Gut Check
So you know I've been working most of the summer to lose some weight and get in shape. I'm not able to work out as much now that school is starting again, but I still have received some complements from coworkers for looking less massive. I've lost three pants sizes, and I know there's a ways to go, but still, it's progress.
But here's a conversation with my mother, who's visiting:
Scene: I walk out in dress clothes to head to work.
Madre: When was the last time you were checked by a doctor?
Moi: June, Mom.
Madre: Well, I want you to get some blood work. You look like someone I know who just had a ten pound tumor removed from their abdomen.
Yup. THERE'S a confidence builder for ya. I know that that poem about being an old lady who wears purple basically says that one can say and do whatever one wants, but, um.... really... that stung.
Well, must go now. I and my tumor are going to be late to "Meet the Teacher" Night.
Labels: keeping it real, parents
10 Comments:
"I didn't tell you about the tumor, Mom? Huh. Thought I did. OK, gotta go to school, buh-bye!"
Crap agnes, mom.
Just to make you feel better, my mother would purse her lips, scan me head to toe, and say, "You still have a long way to go. Maybe you need to step it up."
And I wonder sometimes why I'm paranoid, insecure and neurotic.

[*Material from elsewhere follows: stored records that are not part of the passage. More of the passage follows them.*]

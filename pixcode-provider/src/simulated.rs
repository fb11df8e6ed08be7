/******************************************************************************
   Author: Joaquín Béjar García
   Email: jb@taunais.com
   Date: 19/10/26
******************************************************************************/

//! Simulated settlement-status provider.
//!
//! Answers after a fixed delay with a uniformly random status. Every answer
//! is flagged `simulated` and must never be treated as proof of payment.
//! Completed answers report the configured amount, if any.

use crate::traits::SettlementStatusProvider;
use async_trait::async_trait;
use chrono::Utc;
use num_traits::FromPrimitive;
use pixcode_core::error::StatusError;
use pixcode_core::types::{PaymentStatus, SettlementStatus};
use rand::Rng;
use rust_decimal::Decimal;
use std::time::Duration;
use tracing::warn;

/// Default artificial latency of a status query.
pub const DEFAULT_SIMULATED_DELAY: Duration = Duration::from_secs(1);

/// Status provider that invents its answers.
#[derive(Debug, Clone)]
pub struct SimulatedStatusProvider {
    /// Artificial latency applied to every query.
    delay: Duration,
    /// Amount reported by completed answers.
    amount: Option<Decimal>,
}

impl SimulatedStatusProvider {
    /// Creates a provider with the default delay.
    #[must_use]
    pub const fn new() -> Self {
        Self {
            delay: DEFAULT_SIMULATED_DELAY,
            amount: None,
        }
    }

    /// Creates a provider with the given delay.
    #[must_use]
    pub const fn with_delay(delay: Duration) -> Self {
        Self {
            delay,
            amount: None,
        }
    }

    /// Sets the amount reported when a transaction comes back completed.
    #[must_use]
    pub const fn with_amount(mut self, amount: Decimal) -> Self {
        self.amount = Some(amount);
        self
    }

    /// Returns the configured delay.
    #[must_use]
    pub const fn delay(&self) -> Duration {
        self.delay
    }

    /// Returns the configured amount.
    #[must_use]
    pub const fn amount(&self) -> Option<Decimal> {
        self.amount
    }
}

impl Default for SimulatedStatusProvider {
    fn default() -> Self {
        Self::new()
    }
}

#[async_trait]
impl SettlementStatusProvider for SimulatedStatusProvider {
    async fn status(&self, tx_id: &str) -> Result<SettlementStatus, StatusError> {
        tokio::time::sleep(self.delay).await;

        let roll = rand::thread_rng().gen_range(0..3u8);
        let status = PaymentStatus::from_u8(roll).unwrap_or(PaymentStatus::Pending);
        warn!(tx_id, %status, "returning simulated settlement status");

        let completed = status == PaymentStatus::Completed;
        Ok(SettlementStatus {
            tx_id: tx_id.to_string(),
            status,
            paid_at: completed.then(Utc::now),
            amount: self.amount.filter(|_| completed),
            simulated: true,
        })
    }
}
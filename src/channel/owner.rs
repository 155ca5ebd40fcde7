use std::sync::Arc;

use once_cell::sync::OnceCell;

use super::EventChannel;

/// Ячейка владельца канала.
///
/// Встраивается в компонент-владелец и лениво создаёт канал при первом
/// обращении; каждое следующее обращение возвращает тот же самый `Arc`
/// на всё время жизни ячейки. Это даёт контракт «создан один раз на
/// владельца, стабилен между перерисовками».
///
/// Канал умирает вместе с ячейкой и последним клоном `Arc`; подписки
/// держат только `Weak` и время жизни канала не продлевают.
pub struct ChannelCell<T> {
    cell: OnceCell<Arc<EventChannel<T>>>,
}

impl<T> ChannelCell<T> {
    /// Создаёт пустую ячейку. Канал ещё не аллоцирован.
    pub const fn new() -> Self {
        Self {
            cell: OnceCell::new(),
        }
    }

    /// Возвращает канал ячейки, создавая его при первом вызове.
    ///
    /// Повторные вызовы возвращают клон одного и того же `Arc`
    /// (`Arc::ptr_eq` истинно для любых двух результатов).
    pub fn channel(&self) -> Arc<EventChannel<T>> {
        Arc::clone(self.cell.get_or_init(EventChannel::new))
    }

    /// Проверяет, был ли канал уже создан.
    pub fn is_initialized(&self) -> bool {
        self.cell.get().is_some()
    }
}

impl<T> Default for ChannelCell<T> {
    fn default() -> Self {
        Self::new()
    }
}
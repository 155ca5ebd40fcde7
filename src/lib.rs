/// Event channel: EventChannel, ChannelCell, Subscription, dispatch.
pub mod channel;

// -----------------------------------------------------------------------------
//  Frequently used public types
// -----------------------------------------------------------------------------

/// Channel entity, dispatch statistics, owner cell, subscription guard.
pub use channel::{
    subscribe, ActionCallback, ChannelCell, ChannelStats, EventChannel, Subscription,
};
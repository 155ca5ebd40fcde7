//! Подсистема событийного канала (event channel).
//!
//! Этот модуль реализует лёгкий внутрипроцессный pub/sub для одного дерева
//! компонентов: общий канал с упорядоченным списком колбэков, создание канала
//! со временем жизни владельца и синхронную рассылку действий подписчикам:
//!
//! - `event`: сам канал — список подписчиков, добавление, удаление и
//!   синхронная доставка (`dispatch`).
//! - `owner`: ячейка владельца — ленивое создание канала, одна и та же ссылка
//!   при повторных обращениях.
//! - `subscriber`: guard подписки — отписка при `Drop` и функция `subscribe`,
//!   терпимая к отсутствующему каналу.
//!
//! Публичный API переэкспортирует:
//! - `event::*`
//! - `owner::*`
//! - `subscriber::*`

pub mod event;
pub mod owner;
pub mod subscriber;

// Публичный экспорт всех типов и функций из вложенных модулей,
// чтобы упростить доступ к ним из внешнего кода.
pub use event::*;
pub use owner::*;
pub use subscriber::*;
/// Jobrelay - A Slack agent that mirrors job postings from one channel into another.
///
/// The agent watches a source channel, classifies each message as a job posting
/// or not, and reposts qualifying messages once into a destination channel. It
/// also deletes anything posted into the destination channel by someone other
/// than itself.
///
/// # Architecture
///
/// The system uses:
/// - slack-morphism for Slack Web API calls and the Socket Mode event stream
/// - SQLite (via sqlx) as the dedup store of already relayed texts
/// - A single Tokio event loop that evaluates every message in delivery order
///
/// # Example
///
/// ```no_run
/// use std::collections::HashMap;
/// use std::sync::Arc;
///
/// use jobrelay::core::directory::{Directory, RelayContext};
/// use jobrelay::core::models::{MessageEvent, RepostDecision};
/// use jobrelay::core::rules::RuleSet;
/// use jobrelay::relay::RelayCoordinator;
/// use jobrelay::slack::SlackClient;
/// use jobrelay::store::SqliteDedupStore;
///
/// #[tokio::main]
/// async fn main() -> Result<(), Box<dyn std::error::Error>> {
///     jobrelay::setup_logging(false, false);
///
///     let context = RelayContext {
///         source_channel_id: "C111".to_string(),
///         destination_channel_id: "C222".to_string(),
///         agent_user_id: "U00BOT001".to_string(),
///     };
///     let coordinator = RelayCoordinator::new(
///         context,
///         RuleSet::default(),
///         Directory::new(HashMap::new(), HashMap::new()),
///         Arc::new(SlackClient::new("xoxb-dummy")?),
///         Arc::new(SqliteDedupStore::in_memory().await?),
///     );
///
///     let event = MessageEvent {
///         channel_id: "C111".to_string(),
///         user_id: Some("U22KZA25S".to_string()),
///         text: "hiring QA engineer http://hh.ru/job123".to_string(),
///         has_attachments: false,
///         sub_text: None,
///         ts: "1700000000.000100".to_string(),
///     };
///
///     match coordinator.on_message_repost(&event).await? {
///         RepostDecision::Reposted => println!("Reposted"),
///         other => println!("Skipped: {}", other.as_str()),
///     }
///
///     Ok(())
/// }
/// ```
// Module declarations
pub mod core;
pub mod errors;
pub mod relay;
pub mod slack;
pub mod store;

pub use errors::RelayError;

/// Configure structured logging.
///
/// `RUST_LOG` wins when set; otherwise the level is `info`, or `debug` when
/// `debug` is true. With `json` the output is one JSON object per line.
/// Calling it again after a subscriber is installed is a no-op.
///
/// # Example
///
/// ```
/// jobrelay::setup_logging(false, false);
/// ```
pub fn setup_logging(debug: bool, json: bool) {
    use tracing_subscriber::EnvFilter;
    use tracing_subscriber::prelude::*;

    let default_level = if debug { "debug" } else { "info" };
    let filter =
        EnvFilter::try_from_default_env().unwrap_or_else(|_| EnvFilter::new(default_level));

    let result = if json {
        tracing_subscriber::registry()
            .with(filter)
            .with(tracing_subscriber::fmt::layer().json().with_target(true))
            .try_init()
    } else {
        tracing_subscriber::registry()
            .with(filter)
            .with(tracing_subscriber::fmt::layer().with_target(true))
            .try_init()
    };

    if result.is_err() {
        tracing::debug!("Logging already initialized");
    }
}
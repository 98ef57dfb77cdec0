use slack_morphism::errors::SlackClientError;
use thiserror::Error;

#[derive(Debug, Error)]
pub enum RelayError {
    #[error("Invalid configuration: {0}")]
    Config(String),

    #[error("Failed to resolve Slack directory: {0}")]
    Directory(String),

    #[error("Failed to access dedup store: {0}")]
    Storage(String),

    #[error("Failed to deliver message: {0}")]
    Delivery(String),

    #[error("Failed to access Slack API: {0}")]
    Api(String),
}

impl From<SlackClientError> for RelayError {
    fn from(error: SlackClientError) -> Self {
        RelayError::Api(error.to_string())
    }
}

impl From<sqlx::Error> for RelayError {
    fn from(error: sqlx::Error) -> Self {
        RelayError::Storage(error.to_string())
    }
}

impl From<std::io::Error> for RelayError {
    fn from(error: std::io::Error) -> Self {
        RelayError::Config(error.to_string())
    }
}

impl From<serde_json::Error> for RelayError {
    fn from(error: serde_json::Error) -> Self {
        RelayError::Config(format!("malformed rules file: {error}"))
    }
}

impl From<regex::Error> for RelayError {
    fn from(error: regex::Error) -> Self {
        RelayError::Config(format!("invalid URL pattern: {error}"))
    }
}

impl From<anyhow::Error> for RelayError {
    fn from(error: anyhow::Error) -> Self {
        RelayError::Api(error.to_string())
    }
}
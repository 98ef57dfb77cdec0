use std::path::Path;

use async_trait::async_trait;
use sqlx::SqlitePool;
use sqlx::sqlite::{SqliteConnectOptions, SqlitePoolOptions};
use tracing::debug;

use super::DedupStore;
use crate::errors::RelayError;

/// SQLite-backed dedup store.
pub struct SqliteDedupStore {
    pool: SqlitePool,
}

impl SqliteDedupStore {
    /// Open (or create) the store at `path`.
    ///
    /// # Errors
    ///
    /// Returns `RelayError::Storage` if the file cannot be opened or the schema created.
    pub async fn open(path: &Path) -> Result<Self, RelayError> {
        let options = SqliteConnectOptions::new()
            .filename(path)
            .create_if_missing(true);
        let pool = SqlitePoolOptions::new()
            .max_connections(1)
            .connect_with(options)
            .await?;
        Self::init(&pool).await?;
        debug!("Opened dedup store at {}", path.display());
        Ok(Self { pool })
    }

    /// Store that lives only as long as the process. Each connection to
    /// `sqlite::memory:` is a separate database, hence the single connection.
    ///
    /// # Errors
    ///
    /// Returns `RelayError::Storage` if the schema cannot be created.
    pub async fn in_memory() -> Result<Self, RelayError> {
        let pool = SqlitePoolOptions::new()
            .max_connections(1)
            .idle_timeout(None)
            .max_lifetime(None)
            .connect("sqlite::memory:")
            .await?;
        Self::init(&pool).await?;
        Ok(Self { pool })
    }

    async fn init(pool: &SqlitePool) -> Result<(), RelayError> {
        sqlx::query(
            r#"CREATE TABLE IF NOT EXISTS reposted (
                text        TEXT    PRIMARY KEY,
                value       TEXT    NOT NULL,
                recorded_at INTEGER NOT NULL
            )"#,
        )
        .execute(pool)
        .await?;
        Ok(())
    }

    /// Number of recorded texts.
    ///
    /// # Errors
    ///
    /// Returns `RelayError::Storage` if the query fails.
    pub async fn count(&self) -> Result<i64, RelayError> {
        let count: i64 = sqlx::query_scalar("SELECT COUNT(*) FROM reposted")
            .fetch_one(&self.pool)
            .await?;
        Ok(count)
    }

    pub async fn close(&self) {
        self.pool.close().await;
    }
}

#[async_trait]
impl DedupStore for SqliteDedupStore {
    async fn seen(&self, key: &str) -> Result<bool, RelayError> {
        let row: Option<String> = sqlx::query_scalar("SELECT value FROM reposted WHERE text = ?")
            .bind(key)
            .fetch_optional(&self.pool)
            .await?;
        Ok(row.is_some())
    }

    async fn record(&self, key: &str) -> Result<(), RelayError> {
        sqlx::query(
            r#"INSERT INTO reposted (text, value, recorded_at)
               VALUES (?, ?, ?)
               ON CONFLICT(text) DO UPDATE SET
                 value = excluded.value,
                 recorded_at = excluded.recorded_at"#,
        )
        .bind(key)
        .bind(key)
        .bind(chrono::Utc::now().timestamp())
        .execute(&self.pool)
        .await?;
        Ok(())
    }
}
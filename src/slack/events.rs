//! Translation of Slack message events into relay events

use slack_morphism::prelude::{SlackMessageContent, SlackMessageEvent, SlackMessageEventType};

use crate::core::models::MessageEvent;

fn carries_attachments(content: &SlackMessageContent) -> bool {
    content.attachments.as_ref().is_some_and(|a| !a.is_empty())
        || content.files.as_ref().is_some_and(|f| !f.is_empty())
}

/// Convert a Slack `message` event.
///
/// Returns `None` for events without a channel and for `message_deleted`
/// notifications, which leave nothing to relay or delete. Edits carry the new
/// text in a nested message; it becomes the sub-message text, and its author
/// stands in when the outer event has none.
///
/// The timestamp is always the outer event's. For an edit that is the
/// `message_changed` event's own `ts`, not the edited message's, so deleting an
/// edited message through it fails with `message_not_found` and is logged as a
/// failed delete.
#[must_use]
pub fn to_message_event(event: &SlackMessageEvent) -> Option<MessageEvent> {
    if matches!(event.subtype, Some(SlackMessageEventType::MessageDeleted)) {
        return None;
    }

    let channel_id = event.origin.channel.as_ref()?.0.clone();
    let content = event.content.as_ref();
    let nested = event.message.as_ref();

    let user_id = event
        .sender
        .user
        .as_ref()
        .or_else(|| nested.and_then(|m| m.sender.user.as_ref()))
        .map(|u| u.0.clone());

    Some(MessageEvent {
        channel_id,
        user_id,
        text: content.and_then(|c| c.text.clone()).unwrap_or_default(),
        has_attachments: content.is_some_and(carries_attachments),
        sub_text: nested
            .and_then(|m| m.content.as_ref())
            .and_then(|c| c.text.clone()),
        ts: event.origin.ts.0.clone(),
    })
}
use async_trait::async_trait;

use crate::errors::RelayError;

/// Outbound chat capability the coordinator needs. Implemented by the Slack
/// client in production and by recording fakes in tests.
#[async_trait]
pub trait ChatOutbound: Send + Sync {
    /// # Errors
    ///
    /// Returns `RelayError::Delivery` if the message could not be posted.
    async fn post_message(&self, channel_id: &str, text: &str) -> Result<(), RelayError>;

    /// # Errors
    ///
    /// Returns `RelayError::Delivery` if the message could not be deleted.
    async fn delete_message(&self, channel_id: &str, ts: &str) -> Result<(), RelayError>;
}
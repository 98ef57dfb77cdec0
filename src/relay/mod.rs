//! Classification-and-relay pipeline

pub mod classifier;
pub mod coordinator;
pub mod normalizer;
pub mod outbound;
pub mod runner;

// Re-export the main types for convenience
pub use coordinator::RelayCoordinator;
pub use outbound::ChatOutbound;
pub use runner::{RunSummary, run_event_loop};
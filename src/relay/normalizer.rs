use std::sync::LazyLock;

use regex::Regex;

use crate::core::directory::Directory;

/// Messages this short cannot hold a full mention token.
pub const MENTION_EXEMPT_LEN: usize = 10;

/// Marker that precedes every user mention once markup is stripped.
pub const MENTION_MARKER: &str = "@U";

// `@` followed by a fixed-width user id: `U` plus eight characters.
static MENTION_RE: LazyLock<Regex> = LazyLock::new(|| {
    Regex::new(r"@(U[0-9A-Za-z]{8})")
        .unwrap_or_else(|_| Regex::new(r"$^").expect("fallback regex compiles"))
});

/// Remove the `<` and `>` delimiters Slack wraps around links and mentions.
#[must_use]
pub fn strip_markup(text: &str) -> String {
    text.replace(['<', '>'], "")
}

/// Replace the id of every resolvable mention with the user's display name.
///
/// All mention spans are collected in one left-to-right pass before any
/// replacement, so a resolved name can never shift or re-trigger a later span.
/// Unknown ids are left as they are.
#[must_use]
pub fn resolve_mentions(text: &str, directory: &Directory) -> String {
    if text.len() <= MENTION_EXEMPT_LEN || !text.contains(MENTION_MARKER) {
        return text.to_string();
    }

    let spans: Vec<_> = MENTION_RE
        .captures_iter(text)
        .filter_map(|caps| caps.get(1))
        .collect();

    let mut out = String::with_capacity(text.len());
    let mut last = 0;
    for id in spans {
        out.push_str(&text[last..id.start()]);
        out.push_str(directory.display_name(id.as_str()).unwrap_or(id.as_str()));
        last = id.end();
    }
    out.push_str(&text[last..]);
    out
}

/// Turn raw message text into the text that gets relayed and used as the dedup key.
#[must_use]
pub fn normalize(text: &str, directory: &Directory) -> String {
    resolve_mentions(&strip_markup(text), directory)
}
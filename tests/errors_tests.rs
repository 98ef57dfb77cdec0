use std::error::Error;
use jobrelay::errors::RelayError;

#[test]
fn test_relay_error_implements_error_trait() {
    // Verify RelayError implements the Error trait
    fn assert_error<T: Error + Send + Sync + 'static>(_: &T) {}

    let error = RelayError::Storage("disk full".to_string());
    assert_error(&error);
}

#[test]
fn test_relay_error_display() {
    let error = RelayError::Delivery("channel_not_found".to_string());
    assert_eq!(
        format!("{error}"),
        "Failed to deliver message: channel_not_found"
    );

    let error = RelayError::Storage("database is locked".to_string());
    assert_eq!(
        format!("{error}"),
        "Failed to access dedup store: database is locked"
    );

    let error = RelayError::Directory("channel 'qa-jobs' not found".to_string());
    assert_eq!(
        format!("{error}"),
        "Failed to resolve Slack directory: channel 'qa-jobs' not found"
    );
}

#[test]
fn test_relay_error_from_conversions() {
    let err = anyhow::anyhow!("test error");
    let relay_err: RelayError = err.into();
    match relay_err {
        RelayError::Api(msg) => assert!(msg.contains("test error")),
        _ => panic!("Unexpected error type"),
    }

    let err = serde_json::from_str::<serde_json::Value>("{not json").unwrap_err();
    let relay_err: RelayError = err.into();
    assert!(matches!(relay_err, RelayError::Config(_)));

    let err = regex::Regex::new("(").unwrap_err();
    let relay_err: RelayError = err.into();
    assert!(matches!(relay_err, RelayError::Config(ref msg) if msg.contains("invalid URL pattern")));

    let err = std::io::Error::new(std::io::ErrorKind::NotFound, "rules.json");
    let relay_err: RelayError = err.into();
    assert!(matches!(relay_err, RelayError::Config(_)));

    let relay_err: RelayError = sqlx::Error::RowNotFound.into();
    assert!(matches!(relay_err, RelayError::Storage(_)));
}
use std::collections::HashMap;
use std::sync::{Arc, Mutex};

use async_trait::async_trait;
use jobrelay::core::directory::{Directory, RelayContext};
use jobrelay::core::models::MessageEvent;
use jobrelay::core::rules::RuleSet;
use jobrelay::errors::RelayError;
use jobrelay::relay::{ChatOutbound, RelayCoordinator, RunSummary, run_event_loop};
use jobrelay::store::SqliteDedupStore;
use tokio::sync::mpsc;

#[derive(Default)]
struct CountingOutbound {
    calls: Mutex<Vec<String>>,
}

#[async_trait]
impl ChatOutbound for CountingOutbound {
    async fn post_message(&self, channel_id: &str, text: &str) -> Result<(), RelayError> {
        self.calls
            .lock()
            .unwrap()
            .push(format!("post {channel_id} {text}"));
        Ok(())
    }

    async fn delete_message(&self, channel_id: &str, ts: &str) -> Result<(), RelayError> {
        self.calls
            .lock()
            .unwrap()
            .push(format!("delete {channel_id} {ts}"));
        if ts == "bad" {
            return Err(RelayError::Delivery("message_not_found".to_string()));
        }
        Ok(())
    }
}

fn event(channel: &str, user: &str, text: &str, ts: &str) -> MessageEvent {
    MessageEvent {
        channel_id: channel.to_string(),
        user_id: Some(user.to_string()),
        text: text.to_string(),
        has_attachments: false,
        sub_text: None,
        ts: ts.to_string(),
    }
}

#[tokio::test]
async fn test_loop_processes_events_in_order_and_survives_errors() {
    let outbound = Arc::new(CountingOutbound::default());
    let coordinator = RelayCoordinator::new(
        RelayContext {
            source_channel_id: "111".to_string(),
            destination_channel_id: "222".to_string(),
            agent_user_id: "UBOT".to_string(),
        },
        RuleSet::default(),
        Directory::new(HashMap::new(), HashMap::new()),
        outbound.clone(),
        Arc::new(SqliteDedupStore::in_memory().await.unwrap()),
    );

    let (sender, receiver) = mpsc::unbounded_channel();
    let posting = "hiring QA engineer http://hh.ru/job123";
    sender.send(event("111", "U1", posting, "1.1")).unwrap();
    sender.send(event("222", "UBOT", posting, "1.2")).unwrap();
    sender.send(event("222", "U2", "hello?", "bad")).unwrap();
    sender.send(event("111", "U3", posting, "1.4")).unwrap();
    sender.send(event("222", "U2", "second try", "1.5")).unwrap();
    drop(sender);

    let summary = run_event_loop(&coordinator, receiver).await;

    assert_eq!(
        summary,
        RunSummary {
            received: 5,
            reposted: 1,
            deleted: 1,
            rejected: 7,
            failed: 1,
        }
    );
    assert_eq!(
        *outbound.calls.lock().unwrap(),
        vec![
            format!("post 222 {posting}"),
            "delete 222 bad".to_string(),
            "delete 222 1.5".to_string(),
        ]
    );
}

*Slaps forehead* MA! Don't SAY stuff like that - at least, not out LOUD!
Blah. Sorry, Honey. Try to roll with it...
At least she was talking about the person after the tumor was removed rather than before ...?
Ah, what an uninteresting place the world would be without mothers' inappropriate comments!
Hilarious! I'm sure my 12-year-old finds some of the things I say to her equally horrible.
The compliments are fun. When I went back to school, a lot of people were checking me out to see if I kept the weight off (I lost about 3 sizes, too).
PS. I'm sure you don't look like an outpatient from the Mayo Clinic.
In my best Ahhhhrnold, "Must be a tuuuumor." (From kindergarten cop i believe)
I once knew a registrar that DID have a 10 lb tumor removed. Amazing.
Glad to hear you are doing so well.
No, xiao yan, sadly, my mother meant that I look like I have a ten pound tumor still in my innards.
However, I told my personal trainer this story whilst she was tormenting me and she laughed for a half hour.
Small victory? I didn't go a) pour myself a double scotch and toss it back, nor did b) I go and "pity eat."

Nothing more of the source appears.